- _EXERCISE GOAL_
Return a copy of every line in the data below that contains "label".

- _RECORD EXCERPTS_
use std::fmt;

use serde::Serialize;
use uuid::Uuid;

use crate::error::ErrorKind;
use crate::s3::{BucketSummary, ObjectSummary, PermissionReport};

#[derive(Clone, Copy, Debug, PartialEq, Eq, Serialize)]
#[serde(rename_all = "lowercase")]
pub enum LogLevel {
    Info,
    Warning,
    Error,
}

impl fmt::Display for LogLevel {
    fn fmt(&self, f: &mut fmt::Formatter<'_>) -> fmt::Result {
        f.write_str(match self {
            LogLevel::Info => "INFO",
            LogLevel::Warning => "WARNING",
            LogLevel::Error => "ERROR",
        })
    }
}

#[derive(Clone, Copy, Debug, PartialEq, Eq, Hash, Serialize)]
#[serde(rename_all = "snake_case")]
pub enum OperationKind {
    ListBuckets,
    ListFiles,
    DownloadFiles,
    DeleteFiles,
    CheckPermissions,
    DeleteBucket,
    CreateBucket,
}

impl OperationKind {
    pub fn label(self) -> &'static str {
        match self {
            OperationKind::ListBuckets => "list_buckets",
            OperationKind::ListFiles => "list_files",
            OperationKind::DownloadFiles => "download_files",
            OperationKind::DeleteFiles => "delete_files",
            OperationKind::CheckPermissions => "check_permissions",
            OperationKind::DeleteBucket => "delete_bucket",
            OperationKind::CreateBucket => "create_bucket",
        }
    }
}

impl fmt::Display for OperationKind {
    fn fmt(&self, f: &mut fmt::Formatter<'_>) -> fmt::Result {
        f.write_str(self.label())
    }
}

#[derive(Clone, Debug, PartialEq, Eq, Serialize)]
#[serde(tag = "type", rename_all = "camelCase")]
pub enum EventPayload {
    Progress {
        percent: u8,
        message: String,
    },
    Log {
        level: LogLevel,
        message: String,
    },
    BucketsListed {
        buckets: Vec<BucketSummary>,
    },
    ObjectsListed {
        bucket: String,
        objects: Vec<ObjectSummary>,
    },
    PermissionsChecked {
        report: PermissionReport,
    },
    Completed {
        success: bool,
        message: String,
        error: Option<ErrorKind>,
    },
}

#[derive(Clone, Debug, PartialEq, Eq, Serialize)]
#[serde(rename_all = "camelCase")]
pub struct WorkerEvent {
    pub operation_id: Uuid,
    pub kind: OperationKind,
    pub payload: EventPayload,
}

impl WorkerEvent {
    pub fn is_terminal(&self) -> bool {
        matches!(self.payload, EventPayload::Completed { .. })
    }

    pub fn succeeded(&self) -> Option<bool> {
        match self.payload {
            EventPayload::Completed { success, .. } => Some(success),
            _ => None,
        }
    }
}
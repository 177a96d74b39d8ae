use std::collections::BTreeSet;

use crate::s3::{BucketSummary, ObjectSummary, PermissionReport};
use crate::worker::{EventPayload, LogLevel, Operation, OperationKind, WorkerEvent};

use super::command::Selection;
use super::logbook::LogBook;

#[derive(Clone, Copy, Debug, PartialEq, Eq)]
pub enum View {
    Buckets,
    Files,
    Logs,
}

#[derive(Debug)]
pub struct ShellState {
    pub view: View,
    pub buckets: Vec<BucketSummary>,
    pub bucket: Option<String>,
    pub objects: Vec<ObjectSummary>,
    pub selected: BTreeSet<usize>,
    pub last_report: Option<PermissionReport>,
    pub progress: Option<(OperationKind, u8)>,
    pub logs: LogBook,
}

impl Default for ShellState {
    fn default() -> Self {
        Self {
            view: View::Buckets,
            buckets: Vec::new(),
            bucket: None,
            objects: Vec::new(),
            selected: BTreeSet::new(),
            last_report: None,
            progress: None,
            logs: LogBook::default(),
        }
    }
}

impl ShellState {
    pub fn resolve_bucket(&self, name_or_number: &str) -> Option<String> {
        if let Ok(number) = name_or_number.parse::<usize>() {
            if let Some(bucket) = number.checked_sub(1).and_then(|i| self.buckets.get(i)) {
                return Some(bucket.name.clone());
            }
        }
        self.buckets
            .iter()
            .find(|bucket| bucket.name == name_or_number)
            .map(|bucket| bucket.name.clone())
            .or_else(|| self.buckets.is_empty().then(|| name_or_number.to_string()))
    }

    pub fn open_bucket(&mut self, bucket: String) {
        if self.bucket.as_deref() != Some(bucket.as_str()) {
            self.objects.clear();
            self.selected.clear();
            self.last_report = None;
        }
        self.bucket = Some(bucket);
        self.view = View::Files;
    }

    pub fn select(&mut self, selection: Selection) {
        self.selected = match selection {
            Selection::All => (0..self.objects.len()).collect(),
            Selection::None => BTreeSet::new(),
            Selection::Indices(indices) => indices
                .into_iter()
                .filter(|index| *index < self.objects.len())
                .collect(),
        };
    }

    pub fn selected_keys(&self) -> Vec<String> {
        self.selected
            .iter()
            .filter_map(|index| self.objects.get(*index))
            .map(|object| object.key.clone())
            .collect()
    }

    /// Applies one worker event and returns the operation to run next, if the
    /// event makes a view stale.
    pub fn apply(&mut self, event: &WorkerEvent) -> Option<Operation> {
        match &event.payload {
            EventPayload::Progress { percent, .. } => {
                self.progress = Some((event.kind, *percent));
                None
            }
            EventPayload::Log { level, message } => {
                self.logs.push(*level, message.clone());
                None
            }
            EventPayload::BucketsListed { buckets } => {
                self.buckets = buckets.clone();
                if let Some(current) = &self.bucket {
                    if !self.buckets.iter().any(|bucket| &bucket.name == current) {
                        self.bucket = None;
                        self.objects.clear();
                        self.selected.clear();
                        self.view = View::Buckets;
                    }
                }
                None
            }
            EventPayload::ObjectsListed { bucket, objects } => {
                if self.bucket.as_deref() == Some(bucket.as_str()) {
                    self.objects = objects.clone();
                    self.selected.clear();
                }
                None
            }
            EventPayload::PermissionsChecked { report } => {
                self.last_report = Some(report.clone());
                None
            }
            EventPayload::Completed {
                success, message, ..
            } => {
                self.progress = None;
                let level = if *success { LogLevel::Info } else { LogLevel::Error };
                self.logs.push(level, format!("{}: {message}", event.kind));
                if !*success {
                    return None;
                }
                match event.kind {
                    OperationKind::DeleteFiles => self
                        .bucket
                        .clone()
                        .map(|bucket| Operation::ListObjects { bucket }),
                    OperationKind::CreateBucket | OperationKind::DeleteBucket => {
                        Some(Operation::ListBuckets)
                    }
                    _ => None,
                }
            }
        }
    }
}

#[cfg(test)]
mod tests {
    use super::*;
    use crate::error::ErrorKind;
    use uuid::Uuid;

    fn event(kind: OperationKind, payload: EventPayload) -> WorkerEvent {
        WorkerEvent {
            operation_id: Uuid::nil(),
            kind,
            payload,
        }
    }

    fn completed(kind: OperationKind, success: bool) -> WorkerEvent {
        event(
            kind,
            EventPayload::Completed {
                success,
                message: "done".into(),
                error: (!success).then_some(ErrorKind::Client),
            },
        )
    }

    fn object(key: &str) -> ObjectSummary {
        ObjectSummary {
            key: key.into(),
            size: 1,
            last_modified: None,
        }
    }

    #[test]
    fn successful_deletes_refresh_the_open_bucket() {
        let mut state = ShellState::default();
        state.open_bucket("media".into());
        assert_eq!(
            state.apply(&completed(OperationKind::DeleteFiles, true)),
            Some(Operation::ListObjects {
                bucket: "media".into()
            })
        );
        assert_eq!(state.apply(&completed(OperationKind::DeleteFiles, false)), None);
        assert_eq!(
            state.apply(&completed(OperationKind::CreateBucket, true)),
            Some(Operation::ListBuckets)
        );
        assert_eq!(state.apply(&completed(OperationKind::ListBuckets, true)), None);
        assert_eq!(state.logs.len(), 4);
    }

    #[test]
    fn listings_only_apply_to_the_open_bucket() {
        let mut state = ShellState::default();
        state.open_bucket("media".into());
        state.apply(&event(
            OperationKind::ListFiles,
            EventPayload::ObjectsListed {
                bucket: "other".into(),
                objects: vec![object("x")],
            },
        ));
        assert!(state.objects.is_empty());

        state.apply(&event(
            OperationKind::ListFiles,
            EventPayload::ObjectsListed {
                bucket: "media".into(),
                objects: vec![object("a"), object("b"), object("c")],
            },
        ));
        state.select(Selection::Indices([0, 2, 9].into_iter().collect()));
        assert_eq!(state.selected_keys(), vec!["a".to_string(), "c".to_string()]);
        state.select(Selection::All);
        assert_eq!(state.selected.len(), 3);
    }

    #[test]
    fn deleted_bucket_closes_the_files_view() {
        let mut state = ShellState::default();
        state.open_bucket("gone".into());
        state.apply(&event(
            OperationKind::ListBuckets,
            EventPayload::BucketsListed {
                buckets: vec![BucketSummary {
                    name: "kept".into(),
                    created_at: None,
                }],
            },
        ));
        assert_eq!(state.bucket, None);
        assert_eq!(state.view, View::Buckets);
        assert_eq!(state.resolve_bucket("1"), Some("kept".into()));
        assert_eq!(state.resolve_bucket("missing"), None);
    }
}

- _RESPONSE TO THE TASK_
    pub fn label(self) -> &'static str {
        f.write_str(self.label())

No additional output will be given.